Но потом пришла подвода с телом. И он вдруг неожиданно для самого вдруг словно лишился разума – кричал, требовал вскрыть гроб, утверждая, что там внутри вовсе не его внук, что произошла досадная ошибка. Но его увели, насильно напоили опиумной настойкой да так, что даже не смог пойти на службу в церковь, и позднее втолковали, что гроб вскрыть никак не можно. Прошло столько времени в пути, тело совершенно не сохранилось. Кроме того, горцы, покидая аул, побросали несколько тел в колодцы с водой, чтобы еще долго невозможно было бы жить в селении, и тело Сергея по нелепой случайности оказалось в числе них. Но никаких сомнений в том, что это тело его внука нет, его опознал верный денщик, прибывший на место чуть ли не на другой день после трагедии.
Сейчас Степан сильно сдал после этой смерти и сильно запил, попеременно разбивая носы лакеям, пытающимся его утихомирить после его застолий. Старый князь держал его только потому, что это был единственный человек, что долгое время был его ниточкой, связывающим с Сергеем.

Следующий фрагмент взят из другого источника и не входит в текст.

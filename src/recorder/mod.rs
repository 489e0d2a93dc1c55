//! Recorder event loop
//!
//! One task owns the `RecordingSession` and dispatches, in arrival order:
//! - commands from `RecorderHandle` (start, stop, configure)
//! - encoder chunk and stop events
//! - one-second timer ticks while recording
//! - the delayed "ready" status callback
//! - the deadline for an encoder that does not stop after `finish`

use std::future::pending;
use std::pin::Pin;
use std::time::Duration;
use tokio::sync::{broadcast, mpsc, oneshot};
use tokio::time::{interval_at, sleep, Instant, Interval, MissedTickBehavior, Sleep};
use tracing::{info, warn};

use crate::encoder::EncoderEvent;
use crate::session::{
    RecordingSession, SavedRecording, SessionError, SessionId, SessionSettings, SessionState,
    READY_DELAY,
};

const TICK: Duration = Duration::from_secs(1);

/// Default time an encoder gets to flush after a stop request
pub const FINISH_TIMEOUT: Duration = Duration::from_secs(10);

type Reply<T> = oneshot::Sender<Result<T, SessionError>>;

/// Commands for the recorder task
pub enum RecorderCommand {
    Start(Reply<SessionId>),
    Stop(Reply<()>),
    Configure(SessionSettings, Reply<()>),
    Settings(Reply<(SessionSettings, SessionState)>),
}

/// Lifecycle notifications broadcast to subscribers
#[derive(Debug, Clone)]
pub enum RecorderEvent {
    Started(SessionId),
    Saved(SavedRecording),
    Failed(String),
}

pub struct Recorder {
    session: RecordingSession,
    commands: mpsc::Receiver<RecorderCommand>,
    events: broadcast::Sender<RecorderEvent>,
    finish_timeout: Duration,
}

impl Recorder {
    pub fn new(session: RecordingSession) -> (Self, RecorderHandle) {
        let (tx, commands) = mpsc::channel(16);
        let (events, _) = broadcast::channel(16);

        let handle = RecorderHandle {
            tx,
            events: events.clone(),
        };

        (
            Self {
                session,
                commands,
                events,
                finish_timeout: FINISH_TIMEOUT,
            },
            handle,
        )
    }

    /// How long to wait for the encoder after a stop before aborting it
    pub fn with_finish_timeout(mut self, timeout: Duration) -> Self {
        self.finish_timeout = timeout;
        self
    }

    /// Run the recorder on its own task
    pub fn spawn(session: RecordingSession) -> RecorderHandle {
        let (recorder, handle) = Self::new(session);
        tokio::spawn(recorder.run());
        handle
    }

    /// Process events until every handle is dropped
    pub async fn run(mut self) {
        let mut encoder_events: Option<mpsc::Receiver<EncoderEvent>> = None;
        let mut ticker: Option<Interval> = None;
        let mut finish_deadline: Option<Pin<Box<Sleep>>> = None;
        let (ready_tx, mut ready_rx) = mpsc::unbounded_channel::<SessionId>();

        info!("Recorder started");

        loop {
            tokio::select! {
                command = self.commands.recv() => {
                    let Some(command) = command else { break };
                    self.handle_command(command, &mut encoder_events).await;
                }
                event = next_event(&mut encoder_events) => match event {
                    Some(EncoderEvent::Chunk(data)) => self.session.on_chunk(data),
                    other => {
                        if other.is_none() {
                            warn!("Encoder went away without a stop signal");
                        }
                        encoder_events = None;
                        self.complete(&ready_tx).await;
                    }
                },
                _ = next_tick(&mut ticker) => self.session.on_tick(),
                Some(id) = ready_rx.recv() => {
                    self.session.on_ready_timeout(id);
                }
                _ = next_deadline(&mut finish_deadline) => {
                    warn!(
                        "Encoder did not stop within {:?}, completing without it",
                        self.finish_timeout
                    );
                    finish_deadline = None;
                    self.session.abort_encoder();
                    encoder_events = None;
                    self.complete(&ready_tx).await;
                }
            }

            // The timer only runs while recording
            match (self.session.state(), ticker.is_some()) {
                (SessionState::Recording, false) => {
                    let mut t = interval_at(Instant::now() + TICK, TICK);
                    t.set_missed_tick_behavior(MissedTickBehavior::Delay);
                    ticker = Some(t);
                }
                (SessionState::Recording, true) => {}
                (_, true) => ticker = None,
                (_, false) => {}
            }

            // Processing is bounded by the finish deadline
            match (self.session.state(), finish_deadline.is_some()) {
                (SessionState::Processing, false) => {
                    finish_deadline = Some(Box::pin(sleep(self.finish_timeout)));
                }
                (SessionState::Processing, true) => {}
                (_, true) => finish_deadline = None,
                (_, false) => {}
            }
        }

        info!("Recorder stopped");
    }

    async fn handle_command(
        &mut self,
        command: RecorderCommand,
        encoder_events: &mut Option<mpsc::Receiver<EncoderEvent>>,
    ) {
        match command {
            RecorderCommand::Start(reply) => {
                let result = match self.session.start().await {
                    Ok(events) => {
                        *encoder_events = Some(events);
                        let id = self.session.id();
                        let _ = self.events.send(RecorderEvent::Started(id));
                        Ok(id)
                    }
                    Err(e) => {
                        if !matches!(e, SessionError::Busy(_)) {
                            let _ = self.events.send(RecorderEvent::Failed(e.to_string()));
                        }
                        Err(e)
                    }
                };
                let _ = reply.send(result);
            }
            RecorderCommand::Stop(reply) => {
                let _ = reply.send(self.session.stop().await);
            }
            RecorderCommand::Configure(settings, reply) => {
                let _ = reply.send(self.session.configure(settings));
            }
            RecorderCommand::Settings(reply) => {
                let _ = reply.send(Ok((self.session.settings(), self.session.state())));
            }
        }
    }

    async fn complete(&mut self, ready_tx: &mpsc::UnboundedSender<SessionId>) {
        match self.session.on_encoder_stopped().await {
            Ok(Some(saved)) => {
                let id = saved.session_id;
                let ready_tx = ready_tx.clone();
                tokio::spawn(async move {
                    tokio::time::sleep(READY_DELAY).await;
                    let _ = ready_tx.send(id);
                });
                let _ = self.events.send(RecorderEvent::Saved(saved));
            }
            Ok(None) => {}
            Err(e) => {
                let _ = self.events.send(RecorderEvent::Failed(e.to_string()));
            }
        }
    }
}

async fn next_event(events: &mut Option<mpsc::Receiver<EncoderEvent>>) -> Option<EncoderEvent> {
    match events {
        Some(rx) => rx.recv().await,
        None => pending().await,
    }
}

async fn next_deadline(deadline: &mut Option<Pin<Box<Sleep>>>) {
    match deadline {
        Some(timer) => timer.as_mut().await,
        None => pending().await,
    }
}

async fn next_tick(ticker: &mut Option<Interval>) {
    match ticker {
        Some(t) => {
            t.tick().await;
        }
        None => pending().await,
    }
}

/// Cloneable control handle for the recorder task
#[derive(Clone)]
pub struct RecorderHandle {
    tx: mpsc::Sender<RecorderCommand>,
    events: broadcast::Sender<RecorderEvent>,
}

impl RecorderHandle {
    pub async fn start(&self) -> Result<SessionId, SessionError> {
        self.request(RecorderCommand::Start).await
    }

    pub async fn stop(&self) -> Result<(), SessionError> {
        self.request(RecorderCommand::Stop).await
    }

    pub async fn configure(&self, settings: SessionSettings) -> Result<(), SessionError> {
        self.request(|reply| RecorderCommand::Configure(settings, reply))
            .await
    }

    /// Current settings and session state
    pub async fn settings(&self) -> Result<(SessionSettings, SessionState), SessionError> {
        self.request(RecorderCommand::Settings).await
    }

    pub fn subscribe(&self) -> broadcast::Receiver<RecorderEvent> {
        self.events.subscribe()
    }

    async fn request<T>(
        &self,
        command: impl FnOnce(Reply<T>) -> RecorderCommand,
    ) -> Result<T, SessionError> {
        let (reply, rx) = oneshot::channel();
        self.tx
            .send(command(reply))
            .await
            .map_err(|_| SessionError::RecorderClosed)?;
        rx.await.map_err(|_| SessionError::RecorderClosed)?
    }
}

- Прости меня, - в который раз прошептал князь и прикоснулся ладонью к мрамору. Сейчас уже смеркалось, да постепенно надвигался вечерний холод, и ему пора было уходить. Если же он замешкается, то холод проникнет в его члены, и поднимет голову его вечная проблема – больные ноги и спина. А это значит, что он не сможет тогда прийти сюда, к своим родным, довольно долго.
- Прости меня. Мне надо было давно усмирить свою нелепую гордыню.
Его супруга, царство ей Небесное, постоянно твердила ему, что со своим нелегким нравом да неспособностью признавать чужие слабости и ошибки он еще наплачется. Вот он и плачет теперь…

- До завтра, дорогие мои, - попрощался с родными князь и перекрестился.
Затем Матвей Сергеевич кивнул стоявшим в отдалении лакеям, и один из них быстро подошел к нему и помог подняться на ноги. Потом подал старику трость, и тот медленно побрел к карете, стоявшей чуть поодаль. Домой. Он поедет сейчас в усадьбу, там переночует и скоро опять будет здесь. Так он и будет приходить сюда до тех пор, пока наконец Господь не смилуется над ним и не пошлет ему какую-нибудь горячку, от которой и закончится его бренное существование.

В усадьбе князя встретил верный дворецкий Никодим, лысый, как коленка, с седыми пышными бакенбардами. «Не должно тебе иметь такие баки, когда у барина таких нет. Вот выдеру, будешь знать» - иногда дразнил его Матвей Сергеевич, а Никодим лишь кланялся ему в ответ, улыбаясь.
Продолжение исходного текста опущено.